Saved data entries
########################################

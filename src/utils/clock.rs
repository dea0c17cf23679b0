// ============================================================================
// Clock Abstraction
// Injectable time source for cool-downs, expiry and migration windows
// ============================================================================

use chrono::{DateTime, Duration, Utc};
use parking_lot::Mutex;

/// Source of the current time.
pub trait Clock: Send + Sync {
    fn now(&self) -> DateTime<Utc>;
}

/// Wall-clock time.
#[derive(Debug, Default, Clone, Copy)]
pub struct SystemClock;

impl Clock for SystemClock {
    fn now(&self) -> DateTime<Utc> {
        Utc::now()
    }
}

/// Manually driven clock for deterministic tests and replays.
#[derive(Debug)]
pub struct ManualClock {
    now: Mutex<DateTime<Utc>>,
}

impl ManualClock {
    pub fn new(start: DateTime<Utc>) -> Self {
        Self {
            now: Mutex::new(start),
        }
    }

    pub fn set(&self, now: DateTime<Utc>) {
        *self.now.lock() = now;
    }

    pub fn advance(&self, by: Duration) {
        let mut now = self.now.lock();
        *now += by;
    }
}

impl Clock for ManualClock {
    fn now(&self) -> DateTime<Utc> {
        *self.now.lock()
    }
}
// ============================================================================
// Notification Gate
// Per-doctrine throttling of low-stock alerts
// ============================================================================

use crate::engine::DoctrineGap;
use crate::utils::Clock;
use chrono::{DateTime, Duration, Utc};
use parking_lot::Mutex;
use std::collections::HashMap;
use std::sync::Arc;

/// Decides when a missing doctrine may be announced again
///
/// State is in memory only; a restart allows one extra notification.
pub struct NotificationGate {
    interval: Duration,
    clock: Arc<dyn Clock>,
    last_notified: Mutex<HashMap<String, DateTime<Utc>>>,
}

impl NotificationGate {
    pub fn new(interval: std::time::Duration, clock: Arc<dyn Clock>) -> Self {
        Self {
            interval: Duration::from_std(interval).unwrap_or(Duration::MAX),
            clock,
            last_notified: Mutex::new(HashMap::new()),
        }
    }

    /// True when `name` was never notified or strictly more than the interval ago
    pub fn should_notify(&self, name: &str) -> bool {
        let last_notified = self.last_notified.lock();
        self.is_due(&last_notified, name, self.clock.now())
    }

    pub fn mark_notified(&self, name: &str) {
        let now = self.clock.now();
        self.last_notified.lock().insert(name.to_string(), now);
    }

    pub fn mark_notified_all<'a, I>(&self, names: I)
    where
        I: IntoIterator<Item = &'a str>,
    {
        let now = self.clock.now();
        let mut last_notified = self.last_notified.lock();
        for name in names {
            last_notified.insert(name.to_string(), now);
        }
    }

    /// The whole batch when any gap is due, otherwise nothing
    pub fn select_batch(&self, gaps: &[DoctrineGap]) -> Vec<DoctrineGap> {
        let now = self.clock.now();
        let last_notified = self.last_notified.lock();
        if gaps
            .iter()
            .any(|gap| self.is_due(&last_notified, &gap.name, now))
        {
            gaps.to_vec()
        } else {
            Vec::new()
        }
    }

    pub fn last_notified(&self, name: &str) -> Option<DateTime<Utc>> {
        self.last_notified.lock().get(name).copied()
    }

    fn is_due(
        &self,
        last_notified: &HashMap<String, DateTime<Utc>>,
        name: &str,
        now: DateTime<Utc>,
    ) -> bool {
        match last_notified.get(name) {
            Some(at) => now - *at > self.interval,
            None => true,
        }
    }
}
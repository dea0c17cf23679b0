// ============================================================================
// Test Support
// Fixtures and scripted collaborators shared by unit and integration tests
// ============================================================================

use crate::domain::{
    Channel, DoctrineRequirement, EngineConfig, ExchangeType, ListingSnapshot, ListingStatus,
    PriceObservation,
};
use crate::errors::{SourceError, StoreError, StoreResult, TransportError};
use crate::interfaces::{ListingSource, OutboundMessage, Transport};
use crate::store::Repository;
use async_trait::async_trait;
use chrono::{DateTime, Duration, Utc};
use parking_lot::Mutex;
use rust_decimal::Decimal;
use std::sync::atomic::{AtomicBool, AtomicUsize, Ordering};
use std::sync::Arc;

pub const OWNER: i64 = 98_000_001;
pub const GROUP_A: i64 = 98_000_002;
pub const GROUP_B: i64 = 99_000_003;
pub const ALERT_CHANNEL: &str = "doctrine-alerts";

pub fn config() -> EngineConfig {
    EngineConfig::new(OWNER, GROUP_A, GROUP_B, ALERT_CHANNEL)
}

/// Outstanding item exchange listing expiring in a week
pub fn listing(id: i64, title: &str, assignee: i64) -> ListingSnapshot {
    let now = Utc::now();
    ListingSnapshot {
        contract_id: id,
        title: title.to_string(),
        status: ListingStatus::Outstanding,
        exchange_type: ExchangeType::ItemExchange,
        assignee_id: assignee,
        issuer_id: 1000 + id,
        price: Decimal::new(150_000_000, 0),
        date_issued: now - Duration::days(1),
        date_expired: now + Duration::days(7),
    }
}

/// Finished price-tracking listing (`"* <doctrine>"`)
pub fn sale(
    id: i64,
    doctrine: &str,
    assignee: i64,
    issuer: i64,
    price: i64,
    issued: DateTime<Utc>,
) -> ListingSnapshot {
    let mut sold = listing(id, &format!("* {}", doctrine), assignee);
    sold.status = ListingStatus::Finished;
    sold.issuer_id = issuer;
    sold.price = Decimal::new(price, 0);
    sold.date_issued = issued;
    sold.date_expired = issued + Duration::days(14);
    sold
}

pub fn requirement(name: &str, count: u32, channel: Channel) -> DoctrineRequirement {
    DoctrineRequirement::new(name, count, channel)
}

/// Listing source answering with a settable listing set
#[derive(Default)]
pub struct ScriptedSource {
    listings: Mutex<Vec<ListingSnapshot>>,
    failure: Mutex<Option<SourceError>>,
    calls: AtomicUsize,
}

impl ScriptedSource {
    pub fn new(listings: Vec<ListingSnapshot>) -> Self {
        Self {
            listings: Mutex::new(listings),
            ..Default::default()
        }
    }

    pub fn set(&self, listings: Vec<ListingSnapshot>) {
        *self.listings.lock() = listings;
    }

    pub fn push(&self, listing: ListingSnapshot) {
        self.listings.lock().push(listing);
    }

    pub fn fail_with(&self, err: SourceError) {
        *self.failure.lock() = Some(err);
    }

    pub fn recover(&self) {
        *self.failure.lock() = None;
    }

    pub fn calls(&self) -> usize {
        self.calls.load(Ordering::SeqCst)
    }
}

#[async_trait]
impl ListingSource for ScriptedSource {
    async fn fetch_all(&self, _owner_id: i64) -> Result<Vec<ListingSnapshot>, SourceError> {
        self.calls.fetch_add(1, Ordering::SeqCst);
        if let Some(err) = self.failure.lock().clone() {
            return Err(err);
        }
        Ok(self.listings.lock().clone())
    }
}

/// Listing source that never answers
pub struct StalledSource;

#[async_trait]
impl ListingSource for StalledSource {
    async fn fetch_all(&self, _owner_id: i64) -> Result<Vec<ListingSnapshot>, SourceError> {
        std::future::pending().await
    }
}

/// Transport recording every delivered message
#[derive(Default)]
pub struct RecordingTransport {
    sent: Mutex<Vec<(String, OutboundMessage)>>,
    failing: AtomicBool,
}

impl RecordingTransport {
    pub fn set_failing(&self, failing: bool) {
        self.failing.store(failing, Ordering::SeqCst);
    }

    pub fn sent(&self) -> Vec<(String, OutboundMessage)> {
        self.sent.lock().clone()
    }

    pub fn sent_count(&self) -> usize {
        self.sent.lock().len()
    }
}

#[async_trait]
impl Transport for RecordingTransport {
    async fn send(&self, channel: &str, message: &OutboundMessage) -> Result<(), TransportError> {
        if self.failing.load(Ordering::SeqCst) {
            return Err(TransportError::Send("channel unavailable".to_string()));
        }
        self.sent.lock().push((channel.to_string(), message.clone()));
        Ok(())
    }
}

/// Repository whose writes can be switched to fail; reads always pass through
pub struct FailingStore {
    inner: Arc<dyn Repository>,
    failing: AtomicBool,
}

impl FailingStore {
    pub fn new(inner: Arc<dyn Repository>) -> Self {
        Self {
            inner,
            failing: AtomicBool::new(false),
        }
    }

    pub fn set_failing(&self, failing: bool) {
        self.failing.store(failing, Ordering::SeqCst);
    }

    fn check_write(&self) -> StoreResult<()> {
        if self.failing.load(Ordering::SeqCst) {
            return Err(StoreError::Sqlite(rusqlite::Error::SqliteFailure(
                rusqlite::ffi::Error::new(rusqlite::ffi::SQLITE_FULL),
                Some("database or disk is full".to_string()),
            )));
        }
        Ok(())
    }
}

impl Repository for FailingStore {
    fn get_requirement(&self, name: &str) -> StoreResult<Option<DoctrineRequirement>> {
        self.inner.get_requirement(name)
    }

    fn set_requirement(&self, name: &str, requirement: &DoctrineRequirement) -> StoreResult<()> {
        self.check_write()?;
        self.inner.set_requirement(name, requirement)
    }

    fn list_requirements(&self) -> StoreResult<Vec<DoctrineRequirement>> {
        self.inner.list_requirements()
    }

    fn replace_all_requirements(&self, requirements: &[DoctrineRequirement]) -> StoreResult<()> {
        self.check_write()?;
        self.inner.replace_all_requirements(requirements)
    }

    fn record_price_observation(&self, observation: &PriceObservation) -> StoreResult<()> {
        self.check_write()?;
        self.inner.record_price_observation(observation)
    }

    fn replace_all_price_observations(&self, observations: &[PriceObservation]) -> StoreResult<()> {
        self.check_write()?;
        self.inner.replace_all_price_observations(observations)
    }

    fn apply_migration(
        &self,
        requirements: &[DoctrineRequirement],
        observations: &[PriceObservation],
    ) -> StoreResult<()> {
        self.check_write()?;
        self.inner.apply_migration(requirements, observations)
    }

    fn query_prices_in_range(
        &self,
        doctrine_name: Option<&str>,
        start: DateTime<Utc>,
        end: DateTime<Utc>,
    ) -> StoreResult<Vec<PriceObservation>> {
        self.inner.query_prices_in_range(doctrine_name, start, end)
    }

    fn last_n_prices(&self, doctrine_name: &str, n: usize) -> StoreResult<Vec<PriceObservation>> {
        self.inner.last_n_prices(doctrine_name, n)
    }

    fn list_price_observations(&self) -> StoreResult<Vec<PriceObservation>> {
        self.inner.list_price_observations()
    }
}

########################################

• **What the task requires**
Please reproduce exactly the lines above, beginning with the first and ending with the line that contains "and migration windows", and include nothing outside that range.

• **Answer**
filename src/utils/clock.rs
repository dea0c17cf23679b0
// ============================================================================
// Clock Abstraction
// Injectable time source for cool-downs, expiry and migration windows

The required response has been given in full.